Additional arguments which may be added to this configuration are found here: https://cdcvs.fnal.gov/redmine/projects/novaart/wiki/Submitting_NOvA_ART_Jobs#submit_nova_artpy and include
--njobs <N> --testrel <test release> --reuse_tarball --opportunistic --print_jobsub --copyOut
It is the user's responsibility to ensure the data files are prestaged before submitting the jobs.

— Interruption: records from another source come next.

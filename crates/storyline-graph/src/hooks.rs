//! Lifecycle hooks
//!
//! Modules register hook types while configuring; a [`HookRegistration`]
//! merges every module's contribution for one graph into a single ordered,
//! de-duplicated list, and a [`HookInstanceSet`] holds the live instances
//! resolved from that list.
//!
//! Callbacks always run in registration order, for "before" and "after"
//! alike.

use crate::error::ResolveError;
use crate::graph::ObjectGraph;
use indexmap::IndexMap;
use parking_lot::RwLock;
use std::any::TypeId;
use std::fmt;
use std::sync::Arc;

/// Identity of the test class being run
#[derive(Debug, Clone, PartialEq, Eq, Hash)]
pub struct ClassInfo {
    name: String,
}

impl ClassInfo {
    /// Create class info
    #[must_use]
    pub fn new(name: impl Into<String>) -> Self {
        Self { name: name.into() }
    }

    /// Simple class name
    #[inline]
    #[must_use]
    pub fn name(&self) -> &str {
        &self.name
    }
}

/// Identity of the test method being run
#[derive(Debug, Clone, PartialEq, Eq, Hash)]
pub struct MethodInfo {
    class_name: String,
    name: String,
}

impl MethodInfo {
    /// Create method info
    #[must_use]
    pub fn new(class_name: impl Into<String>, name: impl Into<String>) -> Self {
        Self {
            class_name: class_name.into(),
            name: name.into(),
        }
    }

    /// Owning class name
    #[inline]
    #[must_use]
    pub fn class_name(&self) -> &str {
        &self.class_name
    }

    /// Method name
    #[inline]
    #[must_use]
    pub fn name(&self) -> &str {
        &self.name
    }
}

impl fmt::Display for MethodInfo {
    fn fmt(&self, f: &mut fmt::Formatter<'_>) -> fmt::Result {
        write!(f, "{}::{}", self.class_name, self.name)
    }
}

/// Lifecycle callbacks around a class run
pub trait TestHook: Send + Sync + 'static {
    /// Before the test class is instantiated
    fn before_class_creation(&self, _class: &ClassInfo) {}

    /// Before each non-ignored test method
    fn before_test(&self, _method: &MethodInfo) {}

    /// After each non-ignored test method, whatever its outcome
    fn after_test(&self, _method: &MethodInfo) {}
}

type HookResolver = fn(&ObjectGraph) -> Result<Arc<dyn TestHook>, ResolveError>;

fn resolve_hook<H: TestHook>(graph: &ObjectGraph) -> Result<Arc<dyn TestHook>, ResolveError> {
    graph.resolve::<H>().map(|hook| hook as Arc<dyn TestHook>)
}

/// One registered hook type
#[derive(Clone, Copy)]
pub struct HookEntry {
    type_id: TypeId,
    type_name: &'static str,
    resolver: HookResolver,
}

impl HookEntry {
    /// Entry for hook type `H`
    #[must_use]
    pub fn of<H: TestHook>() -> Self {
        Self {
            type_id: TypeId::of::<H>(),
            type_name: std::any::type_name::<H>(),
            resolver: resolve_hook::<H>,
        }
    }

    /// Hook type name
    #[inline]
    #[must_use]
    pub fn type_name(&self) -> &'static str {
        self.type_name
    }

    /// Resolve a live instance from `graph`
    ///
    /// # Errors
    /// Returns [`ResolveError`] if the hook type is not bound or its factory fails.
    pub fn resolve(&self, graph: &ObjectGraph) -> Result<Arc<dyn TestHook>, ResolveError> {
        (self.resolver)(graph)
    }
}

impl fmt::Debug for HookEntry {
    fn fmt(&self, f: &mut fmt::Formatter<'_>) -> fmt::Result {
        f.debug_tuple("HookEntry").field(&self.type_name).finish()
    }
}

/// Hook types registered by one module
#[derive(Debug, Clone)]
pub struct ModuleHooks {
    module: String,
    hooks: Vec<HookEntry>,
}

impl ModuleHooks {
    pub(crate) fn new(module: &str) -> Self {
        Self {
            module: module.to_string(),
            hooks: Vec::new(),
        }
    }

    pub(crate) fn push(&mut self, entry: HookEntry) {
        self.hooks.push(entry);
    }

    /// Registering module
    #[inline]
    #[must_use]
    pub fn module(&self) -> &str {
        &self.module
    }

    /// Registered hook types, in registration order
    #[inline]
    #[must_use]
    pub fn hooks(&self) -> &[HookEntry] {
        &self.hooks
    }
}

/// Ordered, de-duplicated hook types of one graph
#[derive(Debug, Clone, Default)]
pub struct HookRegistration {
    entries: IndexMap<TypeId, HookEntry>,
}

impl HookRegistration {
    /// Merge the contributions of every module in `graph`
    ///
    /// The first registration of a type fixes its position.
    #[must_use]
    pub fn collect(graph: &ObjectGraph) -> Self {
        let mut registration = Self::default();
        for contribution in graph.hook_contributions() {
            for entry in contribution.hooks() {
                registration.register(*entry);
            }
        }
        registration
    }

    /// Append `entry` unless its type is already registered
    pub fn register(&mut self, entry: HookEntry) -> bool {
        if self.entries.contains_key(&entry.type_id) {
            return false;
        }
        self.entries.insert(entry.type_id, entry);
        true
    }

    /// Registered entries, in order
    pub fn entries(&self) -> impl Iterator<Item = &HookEntry> {
        self.entries.values()
    }

    /// Registered type names, in order
    #[must_use]
    pub fn type_names(&self) -> Vec<&'static str> {
        self.entries.values().map(HookEntry::type_name).collect()
    }

    /// Number of registered hook types
    #[inline]
    #[must_use]
    pub fn len(&self) -> usize {
        self.entries.len()
    }

    /// Check if no hook is registered
    #[inline]
    #[must_use]
    pub fn is_empty(&self) -> bool {
        self.entries.is_empty()
    }
}

/// Snapshot of live hook instances for one class run
pub type HookSnapshot = Arc<[Arc<dyn TestHook>]>;

/// Registration plus the live instances resolved from it
pub struct HookInstanceSet {
    registration: HookRegistration,
    live: RwLock<HookSnapshot>,
}

impl HookInstanceSet {
    /// Create a set with no live instances yet
    #[must_use]
    pub fn new(registration: HookRegistration) -> Self {
        Self {
            registration,
            live: RwLock::new(Arc::from(Vec::new())),
        }
    }

    /// Registration this set resolves
    #[inline]
    #[must_use]
    pub fn registration(&self) -> &HookRegistration {
        &self.registration
    }

    /// Re-resolve every registered hook from `graph`
    ///
    /// Shared hooks come back as the same instance, per-resolution hooks as
    /// fresh ones. The live set is replaced only when every hook resolved.
    ///
    /// # Errors
    /// Returns the first [`ResolveError`]; the previous live set is kept.
    pub fn refresh(&self, graph: &ObjectGraph) -> Result<HookSnapshot, ResolveError> {
        let resolved = self
            .registration
            .entries()
            .map(|entry| entry.resolve(graph))
            .collect::<Result<Vec<_>, _>>()?;
        let snapshot: HookSnapshot = Arc::from(resolved);

        *self.live.write() = Arc::clone(&snapshot);
        tracing::debug!(key = %graph.key(), hooks = snapshot.len(), "hook instances refreshed");
        Ok(snapshot)
    }

    /// Current live instances
    #[must_use]
    pub fn instances(&self) -> HookSnapshot {
        Arc::clone(&self.live.read())
    }
}

impl fmt::Debug for HookInstanceSet {
    fn fmt(&self, f: &mut fmt::Formatter<'_>) -> fmt::Result {
        f.debug_struct("HookInstanceSet")
            .field("registration", &self.registration)
            .field("live", &self.live.read().len())
            .finish()
    }
}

For more information, refer to https://cdcvs.fnal.gov/redmine/projects/nova_sam/wiki/SAM_web_cookbook#Pre-staging-Data-from-Tape
To check if files are cached, one may use
cache_state -d <definition>
and to pre-stage, if required,
samweb prestage-dataset --defname=<definition> --parallel 4
Please be aware of the impact your actions may have on the computing resources being used by NOvA and don't pre-stage huge amounts of data without checking with the production group.
If multiple files are processed in parallel, for example on the grid, one may use the file concatenation art configuration to produce a single output file for analysis, if required:
nova -c concat_files.fcl -s <files to concatenate> -o <output file name>.root
Note the output file name is required to be specified.
Not yet available.
There are two reconstruction chains which must be applied: detector and beamline.
Detector reconstruction is still being developed and this page will be updated to reflect changes when they occur.
To run the full beamline reconstruction (including digitizer hit finding, ToF reco, Cherenkov reco, wire chamber track making), use
nova -c beamlinerecojob.fcl -s <input NOvASoft-formatted data file>.root
One may run reconstruction over a full data set using submit_nova_art.py with the following example configuration:
--jobname <job name> --defname <artdaq-tier data definition> --config beamlinerecojob.fcl --tag <tag> --dest <destination on disk> --outTier out1:reco --files_per_job <N>
Again, ensure any data files which are required are cached.
If you want to run over a dataset interactively (probably not recommended, which is why the tools aren't available!), you could write a bit of bash like this:
for file in `samweb list-definition-files <definition name>`; do echo `samweb locate-file $file | cut -d: -f2 | cut -d"(" -f1`/$file >> files.list; done
and then run using art with the -S option:
art -c <config>.fcl -S files.list
Once we have reconstruction in place it'll be trivial to produce a configuration which runs all the required test beam reconstruction.